*** Opening of Records to use ***

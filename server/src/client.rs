use shared::{encode, Op, ServerMessage};
use thiserror::Error;
use tokio::sync::mpsc;
use tokio_tungstenite::tungstenite::Message;

pub type ConnectionId = u64;

/// Failure to hand an outbound frame to a connection.
#[derive(Debug, Error)]
pub enum SendError {
    /// The connection's writer is gone, so the peer is unreachable.
    #[error("connection {0} is closed")]
    Closed(ConnectionId),
    #[error("failed to encode {op} frame: {source}")]
    Encode {
        op: Op,
        #[source]
        source: serde_json::Error,
    },
}

/// Outbound side of one connection. Frames are queued here and written to
/// the socket by the connection's writer task, in enqueue order.
///
/// The queue is unbounded: a peer that stays connected but never reads
/// keeps accumulating frames until its socket closes.
#[derive(Debug, Clone)]
pub struct ClientHandle {
    id: ConnectionId,
    sender: mpsc::UnboundedSender<Message>,
}

impl ClientHandle {
    pub fn new(id: ConnectionId, sender: mpsc::UnboundedSender<Message>) -> Self {
        ClientHandle { id, sender }
    }

    /// Handle plus the receiving end a writer task drains
    pub fn channel(id: ConnectionId) -> (Self, mpsc::UnboundedReceiver<Message>) {
        let (sender, receiver) = mpsc::unbounded_channel();
        (ClientHandle::new(id, sender), receiver)
    }

    pub fn id(&self) -> ConnectionId {
        self.id
    }

    pub fn send(&self, message: &ServerMessage) -> Result<(), SendError> {
        let text = encode(message).map_err(|source| SendError::Encode {
            op: message.op(),
            source,
        })?;
        self.send_frame(Message::Text(text))
    }

    /// Queues an already encoded frame, used when one frame fans out to many
    pub fn send_frame(&self, frame: Message) -> Result<(), SendError> {
        self.sender
            .send(frame)
            .map_err(|_| SendError::Closed(self.id))
    }

    pub fn is_closed(&self) -> bool {
        self.sender.is_closed()
    }
}

#[cfg(test)]
mod tests {
    use super::*;
    use tokio_test::{assert_err, assert_ok};

    #[test]
    fn test_send_queues_encoded_frame() {
        let (client, mut rx) = ClientHandle::channel(7);
        assert_ok!(client.send(&ServerMessage::Pong));

        match rx.try_recv().unwrap() {
            Message::Text(text) => assert_eq!(text, r#"{"OP":"PONG"}"#),
            other => panic!("Unexpected frame: {:?}", other),
        }
    }

    #[test]
    fn test_frames_keep_enqueue_order() {
        let (client, mut rx) = ClientHandle::channel(1);
        for i in 0..5 {
            assert_ok!(client.send_frame(Message::Text(i.to_string())));
        }

        for i in 0..5 {
            assert_eq!(rx.try_recv().unwrap(), Message::Text(i.to_string()));
        }
    }

    #[test]
    fn test_send_after_writer_dropped_fails() {
        let (client, rx) = ClientHandle::channel(3);
        assert!(!client.is_closed());
        drop(rx);

        assert!(client.is_closed());
        match assert_err!(client.send(&ServerMessage::RegisterAck)) {
            SendError::Closed(id) => assert_eq!(id, 3),
            other => panic!("Expected closed error, got {:?}", other),
        }
    }
}
//! Fan-out of gameplay operations from a registered sender
//!
//! Every broadcast works on a [`Roster`] copied out of the registry, so a
//! player joining or leaving mid-broadcast never tears the iteration. Frames
//! are encoded once and queued to each recipient; a recipient whose queue is
//! gone is dropped from the registry and the broadcast carries on.

use crate::client::{ClientHandle, SendError};
use crate::registry::{Registry, RosterEntry};
use log::{debug, error, warn};
use serde_json::Value;
use shared::{encode, Position, ServerMessage};
use std::sync::Arc;
use tokio_tungstenite::tungstenite::Message;

#[derive(Clone)]
pub struct Router {
    registry: Arc<Registry>,
}

impl Router {
    pub fn new(registry: Arc<Registry>) -> Self {
        Self { registry }
    }

    /// Relays a chat line to everyone but the sender.
    pub async fn chat(&self, from: &str, message: String) -> usize {
        let recipients = self.registry.snapshot().await.others(from);
        let chat = ServerMessage::Chat {
            username: from.to_string(),
            message,
        };
        self.broadcast(&recipients, &chat).await
    }

    /// Answers the sender with the full roster and announces it to the rest.
    ///
    /// Both views come from one snapshot, so a player registering at the
    /// same moment is either in the ack and told about the sender, or in
    /// neither.
    pub async fn enter_world(&self, from: &str, reply: &ClientHandle) -> Result<usize, SendError> {
        let roster = self.registry.snapshot().await;

        // Evicted after a failed delivery, nothing left to enter with
        let Some(me) = roster.get(from).filter(|e| e.client.id() == reply.id()) else {
            return Err(SendError::Closed(reply.id()));
        };
        let announcement = ServerMessage::NewPlayer(me.player.clone());

        reply.send(&ServerMessage::EnterWorldAck {
            players: roster.players(),
        })?;

        Ok(self.broadcast(&roster.others(from), &announcement).await)
    }

    /// Stores the sender's reported position and relays it unchanged.
    pub async fn move_to(&self, from: &str, reply: &ClientHandle, position: Position) -> usize {
        if !self.registry.set_position(from, reply.id(), position).await {
            debug!("Ignoring MOVE_TO from '{}', no longer registered", from);
            return 0;
        }

        let recipients = self.registry.snapshot().await.others(from);
        let moved = ServerMessage::MoveTo {
            username: from.to_string(),
            position,
        };
        self.broadcast(&recipients, &moved).await
    }

    pub async fn stop_moving(&self, from: &str, payload: Value) -> usize {
        let recipients = self.registry.snapshot().await.others(from);
        self.broadcast(&recipients, &ServerMessage::StopMoving(payload))
            .await
    }

    /// Queues `message` to every recipient, returning how many accepted it.
    async fn broadcast(&self, recipients: &[RosterEntry], message: &ServerMessage) -> usize {
        if recipients.is_empty() {
            return 0;
        }

        let frame = match encode(message) {
            Ok(text) => Message::Text(text),
            Err(e) => {
                error!("Failed to encode {} broadcast: {}", message.op(), e);
                return 0;
            }
        };

        let mut delivered = 0;
        for recipient in recipients {
            match recipient.client.send_frame(frame.clone()) {
                Ok(()) => delivered += 1,
                Err(e) => {
                    warn!(
                        "Delivery of {} to '{}' failed: {}",
                        message.op(),
                        recipient.player.username,
                        e
                    );
                    self.registry
                        .remove(&recipient.player.username, recipient.client.id())
                        .await;
                }
            }
        }

        debug!(
            "Broadcast {} to {}/{} players",
            message.op(),
            delivered,
            recipients.len()
        );
        delivered
    }
}
//! Wire protocol shared by the relay server and its clients.
//!
//! Every frame is a JSON record `{"OP": <opcode>, "payload": <value>}`.
//! Inbound frames decode into [`ClientMessage`], outbound frames are built
//! from [`ServerMessage`]. Decoding keeps two failure modes apart: bytes
//! that are not a well-formed frame ([`DecodeError::Malformed`]) and
//! frames naming an opcode the server does not accept
//! ([`DecodeError::UnknownOp`]).

use serde::de::DeserializeOwned;
use serde::{Deserialize, Serialize};
use serde_json::Value;
use std::fmt;
use std::str::FromStr;
use thiserror::Error;

/// Closed set of operation codes understood by either side.
#[derive(Debug, Clone, Copy, PartialEq, Eq, Hash)]
pub enum Op {
    Register,
    RegisterAck,
    Error,
    Chat,
    EnterWorld,
    EnterWorldAck,
    NewPlayer,
    MoveTo,
    StopMoving,
    Ping,
    Pong,
}

impl Op {
    pub const ALL: [Op; 11] = [
        Op::Register,
        Op::RegisterAck,
        Op::Error,
        Op::Chat,
        Op::EnterWorld,
        Op::EnterWorldAck,
        Op::NewPlayer,
        Op::MoveTo,
        Op::StopMoving,
        Op::Ping,
        Op::Pong,
    ];

    pub fn as_str(&self) -> &'static str {
        match self {
            Op::Register => "REGISTER",
            Op::RegisterAck => "REGISTERACK",
            Op::Error => "ERROR",
            Op::Chat => "CHAT",
            Op::EnterWorld => "ENTER_WORLD",
            Op::EnterWorldAck => "ENTER_WORLD_ACK",
            Op::NewPlayer => "NEW_PLAYER",
            Op::MoveTo => "MOVE_TO",
            Op::StopMoving => "STOP_MOVING",
            Op::Ping => "PING",
            Op::Pong => "PONG",
        }
    }
}

impl fmt::Display for Op {
    fn fmt(&self, f: &mut fmt::Formatter<'_>) -> fmt::Result {
        f.write_str(self.as_str())
    }
}

impl FromStr for Op {
    type Err = ();

    fn from_str(s: &str) -> Result<Self, Self::Err> {
        Op::ALL.iter().copied().find(|op| op.as_str() == s).ok_or(())
    }
}

/// 2D coordinate reported by clients. The server never validates it.
#[derive(Debug, Serialize, Deserialize, Clone, Copy, PartialEq, Default)]
pub struct Position {
    pub x: f64,
    pub y: f64,
}

impl Position {
    pub fn new(x: f64, y: f64) -> Self {
        Self { x, y }
    }

    pub fn origin() -> Self {
        Self::default()
    }
}

/// Client-chosen avatar identifier, carried through untouched.
#[derive(Debug, Serialize, Deserialize, Clone, PartialEq)]
#[serde(transparent)]
pub struct AvatarId(pub Value);

impl From<&str> for AvatarId {
    fn from(value: &str) -> Self {
        AvatarId(Value::String(value.to_string()))
    }
}

impl From<i64> for AvatarId {
    fn from(value: i64) -> Self {
        AvatarId(Value::from(value))
    }
}

/// Public view of a registered player, as sent in `ENTER_WORLD_ACK` and
/// `NEW_PLAYER`.
#[derive(Debug, Serialize, Deserialize, Clone, PartialEq)]
pub struct PlayerSnapshot {
    pub username: String,
    #[serde(rename = "avatarId")]
    pub avatar_id: AvatarId,
    pub position: Position,
}

#[derive(Debug, Serialize, Deserialize, Clone, PartialEq)]
pub struct Registration {
    pub username: String,
    #[serde(rename = "avatarId")]
    pub avatar_id: AvatarId,
}

#[derive(Debug, Serialize, Deserialize, Clone, PartialEq)]
pub struct ChatLine {
    pub message: String,
}

#[derive(Debug, Serialize, Deserialize, Clone, PartialEq)]
pub struct Movement {
    pub position: Position,
}

/// Operations a client may send to the server.
#[derive(Debug, Serialize, Deserialize, Clone, PartialEq)]
#[serde(tag = "OP", content = "payload")]
pub enum ClientMessage {
    #[serde(rename = "REGISTER")]
    Register(Registration),
    #[serde(rename = "CHAT")]
    Chat(ChatLine),
    #[serde(rename = "ENTER_WORLD")]
    EnterWorld,
    #[serde(rename = "MOVE_TO")]
    MoveTo(Movement),
    #[serde(rename = "STOP_MOVING")]
    StopMoving(Value),
    #[serde(rename = "PING")]
    Ping,
}

impl ClientMessage {
    pub fn op(&self) -> Op {
        match self {
            ClientMessage::Register(_) => Op::Register,
            ClientMessage::Chat(_) => Op::Chat,
            ClientMessage::EnterWorld => Op::EnterWorld,
            ClientMessage::MoveTo(_) => Op::MoveTo,
            ClientMessage::StopMoving(_) => Op::StopMoving,
            ClientMessage::Ping => Op::Ping,
        }
    }
}

/// Operations the server sends to clients.
#[derive(Debug, Serialize, Deserialize, Clone, PartialEq)]
#[serde(tag = "OP", content = "payload")]
pub enum ServerMessage {
    #[serde(rename = "REGISTERACK")]
    RegisterAck,
    #[serde(rename = "ERROR")]
    Error { error: String },
    #[serde(rename = "CHAT")]
    Chat { username: String, message: String },
    #[serde(rename = "ENTER_WORLD_ACK")]
    EnterWorldAck { players: Vec<PlayerSnapshot> },
    #[serde(rename = "NEW_PLAYER")]
    NewPlayer(PlayerSnapshot),
    #[serde(rename = "MOVE_TO")]
    MoveTo { username: String, position: Position },
    #[serde(rename = "STOP_MOVING")]
    StopMoving(Value),
    #[serde(rename = "PONG")]
    Pong,
}

impl ServerMessage {
    pub fn error(text: impl Into<String>) -> Self {
        ServerMessage::Error { error: text.into() }
    }

    pub fn op(&self) -> Op {
        match self {
            ServerMessage::RegisterAck => Op::RegisterAck,
            ServerMessage::Error { .. } => Op::Error,
            ServerMessage::Chat { .. } => Op::Chat,
            ServerMessage::EnterWorldAck { .. } => Op::EnterWorldAck,
            ServerMessage::NewPlayer(_) => Op::NewPlayer,
            ServerMessage::MoveTo { .. } => Op::MoveTo,
            ServerMessage::StopMoving(_) => Op::StopMoving,
            ServerMessage::Pong => Op::Pong,
        }
    }
}

#[derive(Debug, Error, Clone, PartialEq)]
pub enum DecodeError {
    #[error("Malformed message: {0}")]
    Malformed(String),
    #[error("Unknown OP received. Server does not understand: '{0}'")]
    UnknownOp(String),
}

/// Raw frame before the payload is interpreted.
#[derive(Deserialize)]
struct Envelope {
    #[serde(rename = "OP", default)]
    op: Option<Value>,
    #[serde(default)]
    payload: Value,
}

fn payload<T: DeserializeOwned>(op: Op, payload: Value) -> Result<T, DecodeError> {
    serde_json::from_value(payload)
        .map_err(|e| DecodeError::Malformed(format!("invalid {} payload: {}", op, e)))
}

/// Decodes one inbound frame.
///
/// The opcode is resolved before the payload is looked at, so a frame
/// with an unknown opcode is reported as such even if its payload is junk.
/// Opcodes that only flow server-to-client count as unknown here.
pub fn decode(bytes: &[u8]) -> Result<ClientMessage, DecodeError> {
    let envelope: Envelope =
        serde_json::from_slice(bytes).map_err(|e| DecodeError::Malformed(e.to_string()))?;

    let name = match envelope.op {
        Some(Value::String(name)) => name,
        Some(other) => return Err(DecodeError::UnknownOp(other.to_string())),
        None => return Err(DecodeError::Malformed("missing OP".to_string())),
    };

    let op = match name.parse::<Op>() {
        Ok(op) => op,
        Err(()) => return Err(DecodeError::UnknownOp(name)),
    };

    match op {
        Op::Register => Ok(ClientMessage::Register(payload(op, envelope.payload)?)),
        Op::Chat => Ok(ClientMessage::Chat(payload(op, envelope.payload)?)),
        Op::EnterWorld => Ok(ClientMessage::EnterWorld),
        Op::MoveTo => Ok(ClientMessage::MoveTo(payload(op, envelope.payload)?)),
        Op::StopMoving => Ok(ClientMessage::StopMoving(envelope.payload)),
        Op::Ping => Ok(ClientMessage::Ping),
        Op::RegisterAck
        | Op::Error
        | Op::EnterWorldAck
        | Op::NewPlayer
        | Op::Pong => Err(DecodeError::UnknownOp(name)),
    }
}

/// Encodes one outbound frame as JSON text.
pub fn encode(message: &ServerMessage) -> Result<String, serde_json::Error> {
    serde_json::to_string(message)
}
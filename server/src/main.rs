use clap::Parser;
use log::{error, info};
use server::network::{RelayServer, ServerConfig};

/// Command line arguments
#[derive(Parser, Debug)]
#[command(author, version, about, long_about = None)]
struct Args {
    /// Server IP address to bind to
    #[arg(short = 'H', long, default_value = "127.0.0.1")]
    host: String,

    /// Server port to listen on
    #[arg(short, long, default_value = "8080")]
    port: u16,

    /// Maximum number of registered players (unlimited if not set)
    #[arg(short, long)]
    max_players: Option<usize>,

    /// Default log filter, overridden by RUST_LOG
    #[arg(short, long, default_value = "info")]
    log_level: String,
}

#[tokio::main]
async fn main() -> Result<(), Box<dyn std::error::Error>> {
    let args = Args::parse();

    env_logger::Builder::from_env(env_logger::Env::default().default_filter_or(&args.log_level))
        .init();

    let config = ServerConfig {
        addr: format!("{}:{}", args.host, args.port),
        max_players: args.max_players,
    };

    info!("Starting relay server...");
    if let Some(max) = config.max_players {
        info!("Player limit: {}", max);
    }

    let server = RelayServer::bind(&config).await?;

    tokio::select! {
        result = server.run() => {
            if let Err(e) = result {
                error!("Server stopped: {}", e);
                return Err(e.into());
            }
        }
        _ = tokio::signal::ctrl_c() => {
            info!("Received Ctrl+C, shutting down gracefully...");
        }
    }

    Ok(())
}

*** Close of Records to use ***

> What to do
Exactly as they appear, please write out the lines from the opening of the listing above down to the line containing "let (sender, receiver)", with both end lines included.

> Written response
filename server/src/client.rs
use shared::{encode, Op, ServerMessage};
use thiserror::Error;
use tokio::sync::mpsc;
use tokio_tungstenite::tungstenite::Message;

pub type ConnectionId = u64;

/// Failure to hand an outbound frame to a connection.
#[derive(Debug, Error)]
pub enum SendError {
    /// The connection's writer is gone, so the peer is unreachable.
    #[error("connection {0} is closed")]
    Closed(ConnectionId),
    #[error("failed to encode {op} frame: {source}")]
    Encode {
        op: Op,
        #[source]
        source: serde_json::Error,
    },
}

/// Outbound side of one connection. Frames are queued here and written to
/// the socket by the connection's writer task, in enqueue order.
///
/// The queue is unbounded: a peer that stays connected but never reads
/// keeps accumulating frames until its socket closes.
#[derive(Debug, Clone)]
pub struct ClientHandle {
    id: ConnectionId,
    sender: mpsc::UnboundedSender<Message>,
}

impl ClientHandle {
    pub fn new(id: ConnectionId, sender: mpsc::UnboundedSender<Message>) -> Self {
        ClientHandle { id, sender }
    }

    /// Handle plus the receiving end a writer task drains
    pub fn channel(id: ConnectionId) -> (Self, mpsc::UnboundedReceiver<Message>) {
        let (sender, receiver) = mpsc::unbounded_channel();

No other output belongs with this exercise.